03 FEB 2020 | ORP | forest seep, with skunk cabbage flowers

The last photo shows the same location during early Summer 2019. The plant with broad green leaves is skunk cabbage.

01 JUN 2019 | ORP | forest seep, with skunk cabbage

The following quote is perhaps the best description of a forest seep that I’ve read.

[Some] small tributaries … have their sources in numerous woodland seeps. While a few of these perennial springs bubble up out of the ground, most arise in moist hillside patches with lots of decaying leaf litter and luxuriant stands of skunk cabbage. Source Credit: White, Harold B., III. Natural History of Delmarva Dragonflies and Damselflies (Cultural Studies of Delaware and the Eastern Shore) (Kindle Locations 1213-1215). University Press Copublishing Division. Kindle Edition.

Related Resource: Skunk Cabbage: First Flower of the Year… by Alonso Abugattas, Capital Naturalist blog. The blog post includes an embedded link to an informative video by Mr. Abugattas: Capital Naturalist: Skunk Cabbage Blooming (3:58).

Copyright © 2020 Walter Sanford. All rights reserved.

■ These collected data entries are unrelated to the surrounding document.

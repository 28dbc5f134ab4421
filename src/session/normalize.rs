//! Failure Normalization
//!
//! Maps the long tail of library-level connection and authentication
//! failures onto a small, stable set of user-facing causes.
//!
//! | library failure | cause |
//! |---|---|
//! | negotiation refused | host/port/negotiation policy misconfigured |
//! | invalid user | user credentials are not accepted |
//! | PAM password failure | wrong password |
//! | expired cached password | cached password is expired |
//! | invalid cached authentication | cached password is wrong |
//! | no cached password | no cached password found |
//!
//! Classification uses the structured [`ClientErrorKind`] first and only
//! falls back to matching the signature text when the library reported
//! [`ClientErrorKind::Unknown`]. Unrecognised failures pass through as
//! [`SessionError::Connection`]; an unusable environment value becomes
//! [`SessionError::Configuration`].

use std::fmt;

use tracing::debug;

use crate::client::{ClientError, ClientErrorKind};
use crate::error::SessionError;

/// User-actionable authentication failure causes
#[derive(Debug, Clone, Copy, PartialEq, Eq, Hash)]
pub enum FailureCause {
    /// Client and server TLS negotiation policies disagree, or host/port are wrong
    NegotiationMisconfigured,
    /// The server does not accept the user
    CredentialsRejected,
    /// PAM rejected the supplied password
    WrongPassword,
    /// The cached password has expired
    CachedPasswordExpired,
    /// The cached password no longer authenticates
    CachedPasswordWrong,
    /// Cached strategy chosen but no auth file to read
    NoCachedPassword,
}

impl FailureCause {
    /// Human-readable cause
    pub fn message(&self) -> &'static str {
        match self {
            Self::NegotiationMisconfigured => "host/port/negotiation policy misconfigured",
            Self::CredentialsRejected => "user credentials are not accepted",
            Self::WrongPassword => "wrong password",
            Self::CachedPasswordExpired => "cached password is expired",
            Self::CachedPasswordWrong => "cached password is wrong",
            Self::NoCachedPassword => "no cached password found",
        }
    }

    fn from_kind(kind: ClientErrorKind) -> Option<Self> {
        match kind {
            ClientErrorKind::NegotiationRefused => Some(Self::NegotiationMisconfigured),
            ClientErrorKind::InvalidUser => Some(Self::CredentialsRejected),
            ClientErrorKind::PamPasswordFailed => Some(Self::WrongPassword),
            ClientErrorKind::PasswordExpired => Some(Self::CachedPasswordExpired),
            ClientErrorKind::InvalidAuthentication => Some(Self::CachedPasswordWrong),
            ClientErrorKind::NoCachedPassword => Some(Self::NoCachedPassword),
            _ => None,
        }
    }

    fn from_signature(signature: &str) -> Option<Self> {
        const SIGNATURES: [(&str, FailureCause); 6] = [
            ("CS_NEG_REFUSE", FailureCause::NegotiationMisconfigured),
            ("CAT_INVALID_USER", FailureCause::CredentialsRejected),
            ("PAM_AUTH_PASSWORD_FAILED", FailureCause::WrongPassword),
            ("CAT_PASSWORD_EXPIRED", FailureCause::CachedPasswordExpired),
            ("CAT_INVALID_AUTHENTICATION", FailureCause::CachedPasswordWrong),
            ("NonAnonymousLoginWithoutPassword", FailureCause::NoCachedPassword),
        ];

        SIGNATURES
            .iter()
            .find(|(needle, _)| signature.contains(needle))
            .map(|(_, cause)| *cause)
    }
}

impl fmt::Display for FailureCause {
    fn fmt(&self, f: &mut fmt::Formatter<'_>) -> fmt::Result {
        f.write_str(self.message())
    }
}

/// Cause for a library failure, if it is one of the known ones
pub fn classify(error: &ClientError) -> Option<FailureCause> {
    match error.kind {
        ClientErrorKind::Unknown => FailureCause::from_signature(&error.message),
        kind => FailureCause::from_kind(kind),
    }
}

/// Reclassify a library failure into the session error taxonomy
pub fn normalize(error: ClientError) -> SessionError {
    if error.kind == ClientErrorKind::InvalidConfigValue {
        return SessionError::Configuration(format!(
            "Unexpected value in irods_environment.json: {}",
            error.message
        ));
    }

    match classify(&error) {
        Some(cause) => {
            debug!("Normalized {} to '{}'", error.kind, cause);
            SessionError::Authentication {
                cause,
                signature: error.signature(),
            }
        }
        None => SessionError::Connection(error),
    }
}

Gray Petaltail dragonfly (female)

August 16, 2019

A Gray Petaltail dragonfly (Tachopteryx thoreyi) was spotted during a photowalk with Michael Powell around a small seep-fed pond in the forest at an undisclosed location in Prince William County, Virginia USA.

This individual is a female, as indicated by her terminal appendages. She is perched on a small tree in a sunny clearing.

21 MAY 2019 | PNC. William County, VA | Gray Petaltail (female)

A seep is a seep is a seep.

Gray Petaltail is known to occur at a small, seep-fed pond located in the forest. Part of the seep is shown below. The female dragonfly featured in this blog post was perched on a small tree just to the left edge of the photo.

23 MAY 2018 | PNC. William County, VA | seep in the forest

Forest seeps vary in size and associated vegetation, but wherever you find one it provides good habitat for petaltails and some species of spiketails.

Copyright © 2019 Walter Sanford. All rights reserved.

Habitat for Tiger Spiketail dragonfly

August 9, 2019

Millions of readers have acquired the secrets of success through The Magic of Thinking Big. Source Credit: Amazon.

One of the secrets of success when scouting good habitat for Tiger Spiketail (Cordulegaster erronea) is “the magic of thinking small,” as in small seep-fed streams in the forest.

What does the right habitat look like?

The following photos were taken during a Tiger hunt with Michael Powell along a small stream in the forest at an undisclosed location in Prince William County, Virginia USA. The photos are shown in sequence as we worked our way downstream from the headwaters. Mike and I have seen a single Tiger Spiketail patrolling this stream on two days during 2019: 01 July; and 06 August.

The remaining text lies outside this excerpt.